Hi Jack - many thanks for that. I'll try to give it a go :thumbsup:

I have a 10F  Atlas (TV36)  with a 4 way tool post but otherwise pretty standard.  Should be able to attach something to the tool post but I was wondering whether people had bought holders for their dremel or made them (one or two on Ebay (UK) but expensive:shocked: )


----------



## littlejack (Jan 29, 2014)

Robin:
  You should be able to make one rather simple, to be held in your QC tool holder. I don't think I would put a whole lot of money into buying 
  one, as it will not get used much in ones lifetime. 
  Jack


----------



## wa5cab (Jan 30, 2014)

Robin,

Here's a link to a commercial one made to fit a QC tool holder.  I think it should fit your 4-way turret holder, too.

http://alisam.com/page/1gu8y/Metalworking/Dremel__tool_holders.html

I also have a drawing of one that I made out of a piece of 4X4 wood post.  Requires a milling attachment vise on the cross slide in place of the compound.  I can email a PDF if you're interested.

Robert D.


----------



## robinj66 (Jan 30, 2014)

Thanks for the info guys.

Jack - I agree, no point in spending loads of dosh if you don't have to (and I fancy the idea of being creative:scared: )

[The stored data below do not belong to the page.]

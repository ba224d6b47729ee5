//! Model profile configuration.
//!
//! Configuration is loaded from `~/.config/keyrelay/config.toml`.
//!
//! ## Example Configuration
//!
//! ```toml
//! active_model = "gateway"
//!
//! [[models]]
//! nickname = "gateway"
//! provider = "openai"
//! model = "gpt-4o"
//! base_url = "http://litellm.internal:4000/v1"
//! api_key_passthrough = true
//!
//! [[models]]
//! nickname = "sonnet"
//! provider = "anthropic"
//! model = "claude-sonnet-4-5-20250929"
//! api_key_env = "ANTHROPIC_API_KEY"
//!
//! [logging]
//! level = "debug"
//! format = "json"
//! ```

use std::collections::HashMap;
use std::fmt;
use std::fs;
use std::path::{Path, PathBuf};
use std::str::FromStr;
use std::sync::Arc;

use serde::{Deserialize, Serialize};
use tracing::debug;

use keyrelay_client::{AnthropicClient, LLMClient, OpenAIClient};
use keyrelay_common::{ModelConfig, ModelProvider};

use crate::error::{CoreError, Result};

/// Configuration loaded from TOML.
#[derive(Debug, Clone, Serialize, Deserialize)]
pub struct RelayConfig {
    /// Nickname of the profile used when a caller doesn't pick one
    pub active_model: String,

    /// Available model profiles
    pub models: Vec<ModelProfile>,

    #[serde(default)]
    pub logging: LoggingSettings,
}

/// A named model a caller can select.
#[derive(Debug, Clone, PartialEq, Eq, Serialize, Deserialize)]
pub struct ModelProfile {
    /// User-friendly nickname for this model (e.g., "gateway", "sonnet")
    pub nickname: String,

    pub provider: ModelProvider,

    /// Full model identifier (e.g., "claude-sonnet-4-5-20250929")
    pub model: String,

    /// Environment variable holding the static API key (e.g., `OPENAI_API_KEY`)
    #[serde(default, skip_serializing_if = "Option::is_none")]
    pub api_key_env: Option<String>,

    /// Optional custom base URL (e.g., <https://openrouter.ai/api/v1>)
    #[serde(default, skip_serializing_if = "Option::is_none")]
    pub base_url: Option<String>,

    /// Accept the caller's bearer token as this model's credential
    #[serde(default, skip_serializing_if = "Option::is_none")]
    pub api_key_passthrough: Option<bool>,
}

impl ModelProfile {
    /// Builds the client configuration, reading the static key from the environment.
    ///
    /// An unset or empty `api_key_env` variable leaves the static key empty;
    /// client construction decides whether that is acceptable.
    #[must_use]
    pub fn to_model_config(&self) -> ModelConfig {
        let mut config = ModelConfig::new(self.provider, &self.model);

        if let Some(base_url) = &self.base_url {
            config = config.with_base_url(base_url);
        }

        if let Some(var) = &self.api_key_env {
            match std::env::var(var) {
                Ok(key) if !key.is_empty() => config = config.with_api_key(key),
                _ => debug!(profile = %self.nickname, env = %var, "API key variable not set"),
            }
        }

        config.api_key_passthrough = self.api_key_passthrough;
        config
    }

    /// Constructs the client for this profile.
    ///
    /// Anthropic models get the native messages client; every other provider
    /// is reached through an OpenAI-compatible endpoint.
    ///
    /// # Errors
    ///
    /// Returns `CoreError::Client` if the configuration is invalid or no
    /// credential can ever be supplied.
    pub fn build_client(&self) -> Result<Arc<dyn LLMClient>> {
        self.check_gateway_url()?;

        let config = self.to_model_config();
        config
            .validate()
            .map_err(|e| CoreError::Config(format!("model '{}': {e}", self.nickname)))?;

        let client: Arc<dyn LLMClient> = match self.provider {
            ModelProvider::Anthropic | ModelProvider::AnthropicVertexAI => Arc::new(
                AnthropicClient::new(config).map_err(|e| CoreError::Client(e.to_string()))?,
            ),
            _ => Arc::new(OpenAIClient::new(config).map_err(|e| CoreError::Client(e.to_string()))?),
        };

        Ok(client)
    }

    /// Providers whose native API isn't OpenAI-compatible are only reachable
    /// through an explicit gateway `base_url`.
    fn check_gateway_url(&self) -> Result<()> {
        let native_only = matches!(
            self.provider,
            ModelProvider::Gemini
                | ModelProvider::GeminiVertexAI
                | ModelProvider::Ollama
                | ModelProvider::Bedrock
        );

        if native_only && self.base_url.is_none() {
            return Err(CoreError::Config(format!(
                "Model '{}' uses provider {} which needs a base_url pointing at an \
                 OpenAI-compatible endpoint",
                self.nickname, self.provider
            )));
        }

        Ok(())
    }
}

/// Log output format.
#[derive(Debug, Clone, Copy, Default, PartialEq, Eq, Serialize, Deserialize)]
#[serde(rename_all = "lowercase")]
pub enum LogFormat {
    #[default]
    Pretty,
    Json,
}

impl fmt::Display for LogFormat {
    fn fmt(&self, f: &mut fmt::Formatter<'_>) -> fmt::Result {
        match self {
            Self::Pretty => write!(f, "pretty"),
            Self::Json => write!(f, "json"),
        }
    }
}

impl FromStr for LogFormat {
    type Err = CoreError;

    fn from_str(s: &str) -> Result<Self> {
        match s.trim().to_lowercase().as_str() {
            "pretty" | "text" => Ok(Self::Pretty),
            "json" => Ok(Self::Json),
            other => Err(CoreError::Config(format!("Unknown log format: {other}"))),
        }
    }
}

/// `[logging]` table. Environment variables take precedence.
#[derive(Debug, Clone, Default, PartialEq, Eq, Serialize, Deserialize)]
pub struct LoggingSettings {
    /// Filter directive, e.g. `info` or `keyrelay=debug,warn`
    #[serde(default, skip_serializing_if = "Option::is_none")]
    pub level: Option<String>,

    #[serde(default, skip_serializing_if = "Option::is_none")]
    pub format: Option<LogFormat>,
}

impl RelayConfig {
    /// Loads configuration from the default location.
    ///
    /// Reads from `~/.config/keyrelay/config.toml`.
    ///
    /// # Errors
    ///
    /// Returns an error if:
    /// - The config directory cannot be determined
    /// - The file doesn't exist
    /// - Deserialization or validation fails
    pub fn load() -> Result<Self> {
        Self::load_from(&Self::config_path()?)
    }

    /// Loads configuration from an explicit path.
    ///
    /// # Errors
    ///
    /// Returns an error if the file is missing, unreadable, not valid TOML,
    /// or fails validation.
    pub fn load_from(path: &Path) -> Result<Self> {
        if !path.exists() {
            return Err(CoreError::Config(format!(
                "Configuration file not found: {}",
                path.display()
            )));
        }

        let contents = fs::read_to_string(path)?;
        let config: Self = toml::from_str(&contents)?;
        config.validate()?;

        debug!(path = %path.display(), models = config.models.len(), "loaded configuration");
        Ok(config)
    }

    /// Returns the default configuration file path.
    ///
    /// # Errors
    ///
    /// Returns an error if the config directory cannot be determined.
    pub fn config_path() -> Result<PathBuf> {
        let config_dir = dirs::config_dir()
            .ok_or_else(|| CoreError::Config("Failed to determine config directory".to_string()))?
            .join("keyrelay");

        Ok(config_dir.join("config.toml"))
    }

    /// Validates the configuration.
    ///
    /// # Errors
    ///
    /// Returns an error if:
    /// - No models are defined
    /// - The active model doesn't exist
    /// - Duplicate model nicknames are found
    /// - A profile has an empty model id or a non-HTTP base URL
    /// - A Gemini, Ollama or Bedrock profile has no base URL
    pub fn validate(&self) -> Result<()> {
        if self.models.is_empty() {
            return Err(CoreError::Config(
                "No models defined in configuration".to_string(),
            ));
        }

        if !self.models.iter().any(|m| m.nickname == self.active_model) {
            return Err(CoreError::Config(format!(
                "Active model '{}' not found in model profiles",
                self.active_model
            )));
        }

        let mut seen = HashMap::new();
        for model in &self.models {
            if let Some(existing) = seen.insert(&model.nickname, model.provider) {
                return Err(CoreError::Config(format!(
                    "Duplicate model nickname '{}' (providers: {existing}, {})",
                    model.nickname, model.provider
                )));
            }

            if model.model.trim().is_empty() {
                return Err(CoreError::Config(format!(
                    "Model '{}' has an empty model id",
                    model.nickname
                )));
            }

            if let Some(base_url) = &model.base_url
                && !(base_url.starts_with("http://") || base_url.starts_with("https://"))
            {
                return Err(CoreError::Config(format!(
                    "Model '{}' base_url must start with http:// or https://",
                    model.nickname
                )));
            }

            model.check_gateway_url()?;
        }

        Ok(())
    }

    /// Gets a model profile by nickname.
    ///
    /// # Errors
    ///
    /// Returns an error if the model is not found.
    pub fn get_model(&self, nickname: &str) -> Result<&ModelProfile> {
        self.models
            .iter()
            .find(|m| m.nickname == nickname)
            .ok_or_else(|| CoreError::ModelNotFound(nickname.to_string()))
    }

    /// Gets the active model profile.
    ///
    /// # Errors
    ///
    /// Returns an error if the active model is not found (should not happen after validation).
    pub fn get_active_model(&self) -> Result<&ModelProfile> {
        self.get_model(&self.active_model)
    }
}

Robert - I can't believe how cheap things are over there. You guys should count yourself very lucky) .

Plans for a wooden creation would be great (I'll pm you an email address :thumbzup: ) -I have seen one on a You Tube video . It was something I hadn't thought about before but should be within my capabilities (famous last words :rofl: )


ETA I do have the Atlas milling attachment but have yet to use it in anger. I have bought a 1/2" end mill which should fit directly into the "holder" I have - it fits onto the drawbar. I don't have any collets though - do you need them to mill?


----------



## wa5cab (Jan 30, 2014)

Robin,

Just so that I'm sure you understand, you only use the vise off of the milling attachment.  It will fit in place of the compound (as will the table off of the Universal Compound Vise).

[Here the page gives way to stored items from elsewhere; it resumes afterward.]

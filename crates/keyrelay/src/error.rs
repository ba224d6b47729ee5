//! Error types for the keyrelay crate.

use thiserror::Error;

#[derive(Error, Debug)]
pub enum CoreError {
    /// I/O error (reading the config file).
    #[error("I/O error: {0}")]
    Io(#[from] std::io::Error),

    /// TOML deserialization error.
    #[error("TOML error: {0}")]
    Toml(#[from] toml::de::Error),

    /// Configuration error.
    #[error("Configuration error: {0}")]
    Config(String),

    /// Model not found in configuration.
    #[error("Model not found: {0}")]
    ModelNotFound(String),

    /// Client construction or dispatch error.
    #[error("Client error: {0}")]
    Client(String),

    /// Logging could not be initialized or reconfigured.
    #[error("Logging error: {0}")]
    Logging(String),

    #[error("Other error: {0}")]
    Other(#[from] anyhow::Error),
}

pub type Result<T> = std::result::Result<T, CoreError>;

If all of your cutters had 1/2" shanks, no, you wouldn't need any collets.  However, that's unlikely.  Atlas sold a set of four reducing bushings to go with the cutter holder, one each with an ID of 7/16", 3/8". 5/16" and 1/4".  However, they tend to be what most would call "expensive".  I bought one set new from Clausing that cost as I recall about $63.  For about the same money, there's an outfit in Hong Kong called CTC Tools who sell an excellent quality set of 3MT (and 2MT) collets in 1/16" increments.  The 3MT set covers 1/16" to 3/4" in sixteenth increments. It uses the same 3/8"-16 drawbar as the cutter holder does.  If you find that you need smaller increments that 1/16" (most collets have very little "adjustment" range) you can use 3AT (what was originally sold by Atlas), 3C, 5C or that short European type whose name always escapes me.  But you will have to acquire the appropriate draw tube for the first two or a front-mounted collet chuck for the latter two.  All of which are more expensive to much more expensive than the 3MT or Atlas cutter holder and bushings.  But any of the 4 are either available in 1/64" increments or have a have a larger operating range.  And all can hold much longer work if it will pass through the spindle or somewhat longer work if it won't.

If all that you need collets for is to hold milling cutters, the cheapest solution is the 3MT set.

Robert D.


----------